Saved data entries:
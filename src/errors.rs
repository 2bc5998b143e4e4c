use std::{error, fmt};

use serde::{Serialize, Serializer};

/// The failure classes surfaced by the generator. Every error produced by
/// this crate carries exactly one of these tags.
#[derive(thiserror::Error, Debug, Clone, Copy, PartialEq, Eq, Serialize)]
#[serde(rename_all = "kebab-case")]
pub enum ErrorKind {
    #[error("invalid-input")]
    InvalidInput,
    #[error("io-failure")]
    IoFailure,
    #[error("parse-failure")]
    ParseFailure,
    #[error("resolve-failure")]
    ResolveFailure,
    #[error("unsupported-shape")]
    UnsupportedShape,
    #[error("cancelled")]
    Cancelled,
    #[error("internal")]
    Internal,
}

pub type Result<T> = std::result::Result<T, Error>;

type Cause = Box<dyn error::Error + Send + Sync + 'static>;

/// A tagged error with an ordered key/value metadata bag and a causal chain.
#[derive(Debug)]
pub struct Error {
    kind: ErrorKind,
    message: String,
    meta: Vec<(String, String)>,
    cause: Option<Cause>,
}

impl Error {
    pub fn new(kind: ErrorKind, message: impl Into<String>) -> Self {
        Error {
            kind,
            message: message.into(),
            meta: Vec::new(),
            cause: None,
        }
    }

    pub fn invalid_input(message: impl Into<String>) -> Self {
        Error::new(ErrorKind::InvalidInput, message)
    }

    pub fn io_failure(message: impl Into<String>) -> Self {
        Error::new(ErrorKind::IoFailure, message)
    }

    pub fn parse_failure(message: impl Into<String>) -> Self {
        Error::new(ErrorKind::ParseFailure, message)
    }

    pub fn resolve_failure(message: impl Into<String>) -> Self {
        Error::new(ErrorKind::ResolveFailure, message)
    }

    pub fn unsupported_shape(message: impl Into<String>) -> Self {
        Error::new(ErrorKind::UnsupportedShape, message)
    }

    pub fn cancelled(message: impl Into<String>) -> Self {
        Error::new(ErrorKind::Cancelled, message)
    }

    pub fn internal(message: impl Into<String>) -> Self {
        Error::new(ErrorKind::Internal, message)
    }

    pub fn with_meta(mut self, key: impl Into<String>, value: impl Into<String>) -> Self {
        self.meta.push((key.into(), value.into()));
        self
    }

    pub fn with_cause(mut self, cause: impl Into<Cause>) -> Self {
        self.cause = Some(cause.into());
        self
    }

    pub fn kind(&self) -> ErrorKind {
        self.kind
    }

    pub fn message(&self) -> &str {
        &self.message
    }

    pub fn meta(&self) -> &[(String, String)] {
        &self.meta
    }

    /// True when this error, or any error in its causal chain, is tagged
    /// `cancelled`.
    pub fn is_cancelled(&self) -> bool {
        if self.kind == ErrorKind::Cancelled {
            return true;
        }
        let mut cause = self.cause.as_deref().map(|c| c as &(dyn error::Error + 'static));
        while let Some(err) = cause {
            if let Some(own) = err.downcast_ref::<Error>() {
                if own.kind == ErrorKind::Cancelled {
                    return true;
                }
            }
            cause = err.source();
        }
        false
    }
}

impl fmt::Display for Error {
    fn fmt(&self, f: &mut fmt::Formatter<'_>) -> fmt::Result {
        write!(f, "fngen: [{}] {}", self.kind, self.message)?;
        if !self.meta.is_empty() {
            let pairs = self
                .meta
                .iter()
                .map(|(k, v)| format!("{k}={v}"))
                .collect::<Vec<_>>()
                .join(", ");
            write!(f, " ({pairs})")?;
        }
        if let Some(cause) = &self.cause {
            write!(f, ": {cause}")?;
        }
        Ok(())
    }
}

impl error::Error for Error {
    fn source(&self) -> Option<&(dyn error::Error + 'static)> {
        self.cause.as_deref().map(|c| c as &(dyn error::Error + 'static))
    }
}

impl Serialize for Error {
    fn serialize<S>(&self, serializer: S) -> std::result::Result<S::Ok, S::Error>
    where
        S: Serializer,
    {
        serializer.serialize_str(&self.to_string())
    }
}

impl From<std::io::Error> for Error {
    fn from(value: std::io::Error) -> Self {
        Error::io_failure("io operation failed").with_cause(value)
    }
}

impl Clone for Error {
    fn clone(&self) -> Self {
        // The cause chain is flattened to its rendering; metadata and the
        // tag survive untouched.
        Error {
            kind: self.kind,
            message: self.message.clone(),
            meta: self.meta.clone(),
            cause: self
                .cause
                .as_ref()
                .map(|c| Box::<dyn error::Error + Send + Sync>::from(c.to_string())),
        }
    }
}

WHAT YOU NEED TO DO.
Quote the data in full, keeping each word unchanged.

RESULT.
filename src/errors.rs
repository 2bc5998b143e4e4c
use std::{error, fmt};

use serde::{Serialize, Serializer};

/// The failure classes surfaced by the generator. Every error produced by
/// this crate carries exactly one of these tags.
#[derive(thiserror::Error, Debug, Clone, Copy, PartialEq, Eq, Serialize)]
#[serde(rename_all = "kebab-case")]
pub enum ErrorKind {
    #[error("invalid-input")]
    InvalidInput,
    #[error("io-failure")]
    IoFailure,
    #[error("parse-failure")]
    ParseFailure,
    #[error("resolve-failure")]
    ResolveFailure,
    #[error("unsupported-shape")]
    UnsupportedShape,
    #[error("cancelled")]
    Cancelled,
    #[error("internal")]
    Internal,
}

pub type Result<T> = std::result::Result<T, Error>;

type Cause = Box<dyn error::Error + Send + Sync + 'static>;

/// A tagged error with an ordered key/value metadata bag and a causal chain.
#[derive(Debug)]
pub struct Error {
    kind: ErrorKind,
    message: String,
    meta: Vec<(String, String)>,
    cause: Option<Cause>,
}

impl Error {
    pub fn new(kind: ErrorKind, message: impl Into<String>) -> Self {
        Error {
            kind,
            message: message.into(),
            meta: Vec::new(),
            cause: None,
        }
    }

    pub fn invalid_input(message: impl Into<String>) -> Self {
        Error::new(ErrorKind::InvalidInput, message)
    }

    pub fn io_failure(message: impl Into<String>) -> Self {
        Error::new(ErrorKind::IoFailure, message)
    }

    pub fn parse_failure(message: impl Into<String>) -> Self {
        Error::new(ErrorKind::ParseFailure, message)
    }

    pub fn resolve_failure(message: impl Into<String>) -> Self {
        Error::new(ErrorKind::ResolveFailure, message)
    }

    pub fn unsupported_shape(message: impl Into<String>) -> Self {
        Error::new(ErrorKind::UnsupportedShape, message)
    }

    pub fn cancelled(message: impl Into<String>) -> Self {
        Error::new(ErrorKind::Cancelled, message)
    }

    pub fn internal(message: impl Into<String>) -> Self {
        Error::new(ErrorKind::Internal, message)
    }

    pub fn with_meta(mut self, key: impl Into<String>, value: impl Into<String>) -> Self {
        self.meta.push((key.into(), value.into()));
        self
    }

    pub fn with_cause(mut self, cause: impl Into<Cause>) -> Self {
        self.cause = Some(cause.into());
        self
    }

    pub fn kind(&self) -> ErrorKind {
        self.kind
    }

    pub fn message(&self) -> &str {
        &self.message
    }

    pub fn meta(&self) -> &[(String, String)] {
        &self.meta
    }

    /// True when this error, or any error in its causal chain, is tagged
    /// `cancelled`.
    pub fn is_cancelled(&self) -> bool {
        if self.kind == ErrorKind::Cancelled {
            return true;
        }
        let mut cause = self.cause.as_deref().map(|c| c as &(dyn error::Error + 'static));
        while let Some(err) = cause {
            if let Some(own) = err.downcast_ref::<Error>() {
                if own.kind == ErrorKind::Cancelled {
                    return true;
                }
            }
            cause = err.source();
        }
        false
    }
}

impl fmt::Display for Error {
    fn fmt(&self, f: &mut fmt::Formatter<'_>) -> fmt::Result {
        write!(f, "fngen: [{}] {}", self.kind, self.message)?;
        if !self.meta.is_empty() {
            let pairs = self
                .meta
                .iter()
                .map(|(k, v)| format!("{k}={v}"))
                .collect::<Vec<_>>()
                .join(", ");
            write!(f, " ({pairs})")?;
        }
        if let Some(cause) = &self.cause {
            write!(f, ": {cause}")?;
        }
        Ok(())
    }
}

impl error::Error for Error {
    fn source(&self) -> Option<&(dyn error::Error + 'static)> {
        self.cause.as_deref().map(|c| c as &(dyn error::Error + 'static))
    }
}

impl Serialize for Error {
    fn serialize<S>(&self, serializer: S) -> std::result::Result<S::Ok, S::Error>
    where
        S: Serializer,
    {
        serializer.serialize_str(&self.to_string())
    }
}

impl From<std::io::Error> for Error {
    fn from(value: std::io::Error) -> Self {
        Error::io_failure("io operation failed").with_cause(value)
    }
}

impl Clone for Error {
    fn clone(&self) -> Self {
        // The cause chain is flattened to its rendering; metadata and the
        // tag survive untouched.
        Error {
            kind: self.kind,
            message: self.message.clone(),
            meta: self.meta.clone(),
            cause: self
                .cause
                .as_ref()
                .map(|c| Box::<dyn error::Error + Send + Sync>::from(c.to_string())),
        }
    }
}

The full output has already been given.